1 经颅电刺激(Transcranial Electrical Stimulation, TES)
经颅电刺激(Transcranial Electrical Stimulation, TES)技术从提出到应用经历了一段较长的历史。早在1980年, Merton和Morton就提出了无创的经颅电刺激(TES)方法。他们试图通过电流刺激完好的大脑来改变大脑功能, 证实了经颅电刺激作用于枕叶皮层可以引起光幻视现象(Phosphene)。虽然当时的经颅电刺激是非侵入性的, 但由于使用的电流是高压电流, 会引起被试疼痛和头皮肌肉收缩, 所以这个技术在当时没有得到广泛的关注(Merton & Morton, 1980)。直到20世纪90年代, 随着经颅磁刺激技术的流行, 同样非侵入性的电流刺激技术重新进入研究者们的视线。在21 世纪初, Nitsche和Paulus (2000)运用经颅直流电刺激(transcranial direct current stimulation, tDCS)作用于人类的运动皮层, 发现了皮层在微弱的电刺激(≤ 1 mA)前后兴奋性的变化(Nitsche & Paulus, 2000)。从那之后, 由于TES对神经活动进行直接调控的可能性以及它对大脑皮层的无创性, TES成为近十几年来认知神经科学研究中的一个热点。
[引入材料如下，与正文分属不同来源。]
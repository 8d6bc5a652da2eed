//! Portal dashboards against a mocked Resource Manager

mod common;

use carina_provider_sdk::provider::{Provider, ProviderErrorKind};
use carina_provider_sdk::resource::{Attributes, Resource, ResourceId, Value};
use serde_json::json;
use wiremock::matchers::{body_json, method, path, query_param};
use wiremock::{Mock, MockServer, ResponseTemplate};

use common::{provider, resource_path};

const API_VERSION: &str = "2019-01-01-preview";

fn dashboard_path(name: &str) -> String {
    resource_path("portal-rg", "Microsoft.Portal", &format!("dashboards/{}", name))
}

#[tokio::test]
async fn create_sends_the_parsed_document() {
    let server = MockServer::start().await;
    let dashboard = dashboard_path("ops-board");
    let properties = json!({"lenses": {"0": {"order": 0, "parts": {}}}});

    Mock::given(method("GET"))
        .and(path(dashboard.as_str()))
        .respond_with(ResponseTemplate::new(404))
        .up_to_n_times(1)
        .with_priority(1)
        .mount(&server)
        .await;
    Mock::given(method("PUT"))
        .and(path(dashboard.as_str()))
        .and(query_param("api-version", API_VERSION))
        .and(body_json(json!({
            "location": "westeurope",
            "tags": {"hidden-title": "Ops"},
            "properties": properties
        })))
        .respond_with(ResponseTemplate::new(201).set_body_json(json!({"id": dashboard})))
        .expect(1)
        .mount(&server)
        .await;
    Mock::given(method("GET"))
        .and(path(dashboard.as_str()))
        .respond_with(ResponseTemplate::new(200).set_body_json(json!({
            "id": dashboard,
            "name": "ops-board",
            "location": "westeurope",
            "tags": {"hidden-title": "Ops"},
            "properties": properties
        })))
        .mount(&server)
        .await;

    let resource = Resource::new("azurerm_dashboard", "ops")
        .with_attribute("name", Value::string("ops-board"))
        .with_attribute("resource_group_name", Value::string("portal-rg"))
        .with_attribute("location", Value::string("westeurope"))
        .with_attribute(
            "tags",
            Value::Map([("hidden-title".to_string(), Value::string("Ops"))].into()),
        )
        .with_attribute(
            "dashboard_properties",
            Value::string("{\n  \"lenses\": {\"0\": {\"order\": 0, \"parts\": {}}}\n}"),
        );
    let state = provider(&server).create(&resource).await.unwrap();

    assert_eq!(
        state.attributes.get_str("dashboard_properties"),
        Some(properties.to_string().as_str())
    );
}

#[tokio::test]
async fn names_with_spaces_are_rejected() {
    let server = MockServer::start().await;

    let resource = Resource::new("azurerm_dashboard", "ops")
        .with_attribute("name", Value::string("ops board"))
        .with_attribute("resource_group_name", Value::string("portal-rg"))
        .with_attribute("location", Value::string("westeurope"));
    let err = provider(&server).create(&resource).await.unwrap_err();
    assert_eq!(err.kind, ProviderErrorKind::Validation);
}

#[tokio::test]
async fn delete_accepts_no_content() {
    let server = MockServer::start().await;
    let dashboard = dashboard_path("gone");

    Mock::given(method("DELETE"))
        .and(path(dashboard.as_str()))
        .respond_with(ResponseTemplate::new(204))
        .expect(1)
        .mount(&server)
        .await;

    let id = ResourceId::new("azurerm_dashboard", "gone");
    provider(&server).delete(&id, &dashboard).await.unwrap();
}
TES技术的历史较长, 但操作并不复杂。它是通过两个或多个电极, 将特定模式的低强度电流持续作用于大脑皮层, 以调控大脑神经活动。在TES对视觉功能调控的研究中, 一般把主要电极片安放在Oz处, 参考电极于Cz处(见图1a), 常见的电极片面积在25 cm2到35 cm2之间。也有研究者为了提高电流的空间聚焦, 使用9 cm2或更小的电极片。电刺激的电流强度在0.1 mA到2 mA之间, 持续时间一般为3分钟到30分钟。
图1
根据电刺激所使用电流的不同模式, TES主要分为经颅直流电刺激(tDCS), 经颅交流电刺激(transcranial alternating current stimulation, tACS)和经颅随机电刺激(transcranial random noise stimulation, tRNS)。其中研究得比较早、比较多的是tDCS。tDCS使用的电流是直流电, 它起作用的主要参数包括作用位置、电极极性、电流强度和刺激时间, 见图1b。两种极性的TDCS效果通常相反:阳极经颅电刺激(A-tDCS)被认为能够提高大脑皮层的兴奋性, 而阴极经颅电刺激(C-tDCS)则会降低兴奋性。tACS使用的电流为交流电, 它的主要参数为交流电的频率和电流强度, 见图1c。不同频段的tACS被认为与皮层自发的神经振荡相互作用, 从而影响皮层功能(Herrmann, Strüber, Helfrich, & Engel, 2016)。tRNS相比tACS不同的地方在于所使用的交流电频率是在一个范围内随机的。有研究发现, 10分钟的tRNS刺激就能引起长达60分钟的神经兴奋性(Terney, Chaieb, Moliadze, Antal, & Paulus, 2008)。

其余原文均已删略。